Oral diseases, such as dental caries and periodontal disease, are a major health concern worldwide. The Global Burden of Disease Study has estimated that 2.3 billion individuals had untreated dental caries, 796 million had severe periodontal disease and 267 million had a complete loss of natural teeth in 2017.1 Dental caries is the destruction of dental hard tissues in the crowns and roots of the teeth.2 Periodontal diseases are chronic inflammatory conditions with disorders of the tissues surrounding and supporting the teeth.3 Tooth loss is mainly the consequence of dental caries and periodontal disease.2 3 Because oral diseases result in severe toothache and eating, sleeping, and communication disabilities,4 5 poor oral conditions can restrict work performance4 5 and create a significant economic burden.6 Indeed, work productivity loss due to oral conditions is estimated at US$187.61 billion annually.6 The necessity of preventing oral diseases for working adults is highlighted.

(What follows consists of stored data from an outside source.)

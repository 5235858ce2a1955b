//! Server construction and middleware wiring.

use std::sync::Arc;

use actix_web::{App, HttpServer, web};
#[cfg(debug_assertions)]
use utoipa::OpenApi;
#[cfg(debug_assertions)]
use utoipa_swagger_ui::SwaggerUi;

#[cfg(debug_assertions)]
use guardpost_backend::ApiDoc;
use guardpost_backend::Trace;
use guardpost_backend::config::AppSettings;
use guardpost_backend::domain::{CameraMap, ImageService, PatrolService, ReportService};
use guardpost_backend::inbound::http::health::{HealthState, live, ready};
use guardpost_backend::inbound::http::patrol::{
    create_patrol_record, get_patrol_image, get_patrol_record, list_patrol_records,
};
use guardpost_backend::inbound::http::reports::get_patrol_summary;
use guardpost_backend::inbound::http::state::HttpState;
use guardpost_backend::outbound::camera::HttpSnapshotSource;
use guardpost_backend::outbound::persistence::{DbPool, DieselPatrolRecordRepository};
use guardpost_backend::outbound::storage::FsImageStore;

/// Wire concrete adapters into the handler state bundle.
fn build_http_state(
    settings: &AppSettings,
    pool: DbPool,
    cameras: CameraMap,
) -> std::io::Result<HttpState> {
    let store = FsImageStore::new(settings.image_storage_dir())
        .map_err(|err| std::io::Error::other(format!("image store init failed: {err}")))?;
    let camera = HttpSnapshotSource::new(settings.camera_fetch_timeout())
        .map_err(|err| std::io::Error::other(format!("camera client init failed: {err}")))?;

    let images = Arc::new(ImageService::new(
        Arc::new(store),
        Arc::new(camera),
        cameras,
    ));
    let records = Arc::new(DieselPatrolRecordRepository::new(pool));
    let patrol = Arc::new(PatrolService::new(records.clone(), images));
    let reports = Arc::new(ReportService::new(records));

    Ok(HttpState::new(
        patrol.clone(),
        patrol.clone(),
        patrol,
        reports,
    ))
}

/// Build and run the HTTP server until shutdown.
pub async fn run(settings: AppSettings, pool: DbPool, cameras: CameraMap) -> std::io::Result<()> {
    let http_state = web::Data::new(build_http_state(&settings, pool, cameras)?);
    let health_state = web::Data::new(HealthState::new());
    // Clone for the server factory so the readiness probe stays reachable.
    let server_health_state = health_state.clone();

    let server = HttpServer::new(move || {
        let api = web::scope("/api/v1")
            .service(create_patrol_record)
            .service(list_patrol_records)
            .service(get_patrol_record)
            .service(get_patrol_image)
            .service(get_patrol_summary);

        let app = App::new()
            .app_data(server_health_state.clone())
            .app_data(http_state.clone())
            .wrap(Trace)
            .service(api)
            .service(ready)
            .service(live);

        #[cfg(debug_assertions)]
        let app =
            app.service(SwaggerUi::new("/docs/{_:.*}").url("/api-docs/openapi.json", ApiDoc::openapi()));

        app
    })
    .bind(settings.bind_addr())?;

    health_state.mark_ready();
    server.run().await
}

Since the 1990s, rapid changes in the global economy and the diverse markets have occurred, and psychological workplace stress has become more prevalent and severe, especially among industrialised countries.7 Indeed, Kivimäki et al reported a 15% prevalence of job strain measured using job content and demand control questionnaires from 13 European cohorts’ data (1985–2006).8 Besides, work stress can have profound effects on health. There is accumulating evidence of the risk of work stress on cancer, cardiovascular diseases, diabetes and depression.9 10 Béjean and Sultan-Taïeb estimated that the work-related stress costs due to illnesses could range between €1167 million and €1975 million in France in 2000.11 Work stress affects workers’ health and productivity.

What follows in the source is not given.